Le grand historien de la Mayenne et de la France de l’Ouest

Les royalistes de la Mayenne et le monde moderne (XIXe-XXe siècles), publié en 1977 aux éditions Klincksieck, la thèse de doctorat de Michel Denis, a été à l’époque une révélation et est toujours considéré comme l’une des bases incontournables de l’analyse d’un milieu original qui alliait la domination politique dans un contexte national délicat, la domination économique renforcée par le chaulage des terres, un genre de vie à demi-bucolique. Il ne s’agit jamais d’une approche simpliste, sous l’empire du flou, mais d’un livre rare où la précision nuancée résulte d’années de recherches non seulement aux Archives départementales ou dans les journaux, mais encore dans les fonds privés, ces  » papiers de famille  » que Michel Denis allait chercher dans le secret des châteaux de la Mayenne.

Cet ouvrage est trop riche pour qu’on en donne un simple résumé. Les extraits qui suivent sont tirés d’une conclusion où l’auteur multiplie les références, non pour justifier quelque condescendance, mais parce que tous ces ouvrages (la bibliographie compte à elle seule 35 pages !), il les avait lus, assimilés, passés au crible de son esprit critique.

D’une façon générale d’ailleurs le cas mayennais permet de souligner qu’à l’époque des  » bourgeois conquérants  » il a existé toute une France nonbourgeoise, ou plus exactement une France aux bourgeois non-conquérants, trop souvent négligée par l’historien comme non-porteuse d’avenir. Faut-il parler d’une France noble ? l’expression serait séduisante mais l’aristocratie mayennaise, aux origines complexes, est trop différente de l’univers proustien ou de  » l’ethnie mondaine  » que décrit aujourd’hui François de Negroni pour qu’on laisse se perpétuer la confusion. Je préférerais parler d’une France châtelaine pour évoquer à la fois le lieu, le signe et la source de l’autorité, le sommet de la hiérarchie sociale, le foyer du progrès économique de la communauté rurale. C’est ce que la propagande républicaine a longtemps appelé la France des hobereaux, mais le mot est injuste parce qu’à travers de petits oiseaux de proie il évoque des propriétaires superbes et durs aux pauvres ; or au XIXe siècle l’exploitation la plus pesante n’est sûrement pas leur fait et les plus riches savent souvent qu’ils ont à se racheter de l’être.

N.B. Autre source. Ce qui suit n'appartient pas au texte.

//! Ready-to-send frames.
//!
//! Each helper encodes an envelope and wraps it in its length prefix,
//! so callers can hand the result straight to a socket writer.

use std::time::{SystemTime, UNIX_EPOCH};

use bytes::Bytes;

use cplane_core::{ControlMessage, EngineHelloAck, Ping, Pong, TransferMessage};

use crate::control_codec::encode_control;
use crate::error::ProtocolError;
use crate::frame::encode_frame;
use crate::transfer_codec::{encode_transfer, encode_write_data};

/// Encode and frame a control envelope.
pub fn control_frame(msg: &ControlMessage) -> Result<Bytes, ProtocolError> {
    let mut payload = Vec::with_capacity(128);
    encode_control(msg, &mut payload)?;
    Ok(encode_frame(&payload)?)
}

/// Encode and frame a file-transfer envelope.
pub fn transfer_frame(msg: &TransferMessage) -> Result<Bytes, ProtocolError> {
    let mut payload = Vec::with_capacity(128);
    encode_transfer(msg, &mut payload)?;
    Ok(encode_frame(&payload)?)
}

/// Framed `WriteData` for one chunk of an upload.
pub fn write_data_frame(request_id: u32, chunk: &[u8]) -> Result<Bytes, ProtocolError> {
    let mut payload = Vec::with_capacity(chunk.len() + 16);
    encode_write_data(request_id, chunk, &mut payload)?;
    Ok(encode_frame(&payload)?)
}

pub fn engine_hello_ack(accepted: bool, server_version: &str) -> Result<Bytes, ProtocolError> {
    control_frame(&ControlMessage::EngineHelloAck(EngineHelloAck {
        accepted,
        server_version: server_version.to_string(),
    }))
}

/// Current Unix time in milliseconds.
pub fn unix_millis() -> u64 {
    SystemTime::now()
        .duration_since(UNIX_EPOCH)
        .map(|d| d.as_millis() as u64)
        .unwrap_or(0)
}

/// `Ping` stamped with the current time.
pub fn ping_now() -> Result<Bytes, ProtocolError> {
    control_frame(&ControlMessage::Ping(Ping {
        timestamp: unix_millis(),
    }))
}

/// `Pong` echoing a received `Ping`.
pub fn pong(timestamp: u64) -> Result<Bytes, ProtocolError> {
    control_frame(&ControlMessage::Pong(Pong { timestamp }))
}
//! cplane-transfer
//!
//! Client side of an engine's file-transfer channel. One
//! [`TransferClient`] wraps one connected socket:
//!
//! - unary path operations (`list_dir`, `stat`, `mkdir`, ...) correlated
//!   by a per-client request id
//! - streaming reads ([`ReadHandle`]) and chunked writes ([`WriteSource`])
//! - every outstanding request fails with
//!   [`TransferError::ConnectionClosed`] when the socket goes away

pub mod client;
pub mod error;
pub mod stream;

pub use client::{RealPath, TransferClient, TransferConfig, WriteSource, DEFAULT_CHUNK_SIZE};
pub use error::TransferError;
pub use stream::{FileStream, ReadHandle, TransferFuture};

D’un autre côté l’histoire des royalistes mayennais incite à s’interroger sur la notion de développement. De la même façon qu’on n’explique plus par le retard – comme le faisait dans les années 1950 l’économiste Arthur Lewis – les difficultés des pays du tiers-monde, impossible à régler en terme de rattrapage, on ne peut plus continuer à voir dans la France rurale, royaliste et catholique du siècle dernier un secteur arriéré, tenu par une  » armée en retraite  » – comme disait André Siegfried – il n’y a pas un modèle français de modernisation qui serait fourni par les zones industrialisées, urbanisées, républicaines et plus ou moins déchristianisées, un secteur avancé vers l’imitation duquel tendrait à plus ou moins longue échéance tout le reste du pays : les disparités régionales semblent au contraire s’être accrues au cours du XXe siècle, au point de constituer l’un des problèmes majeurs de la vie du pays depuis le cri d’alarme lancé par Jean-François Gravier. Le cas mayennais suggère, sur le plan historique, deux éléments d’explication.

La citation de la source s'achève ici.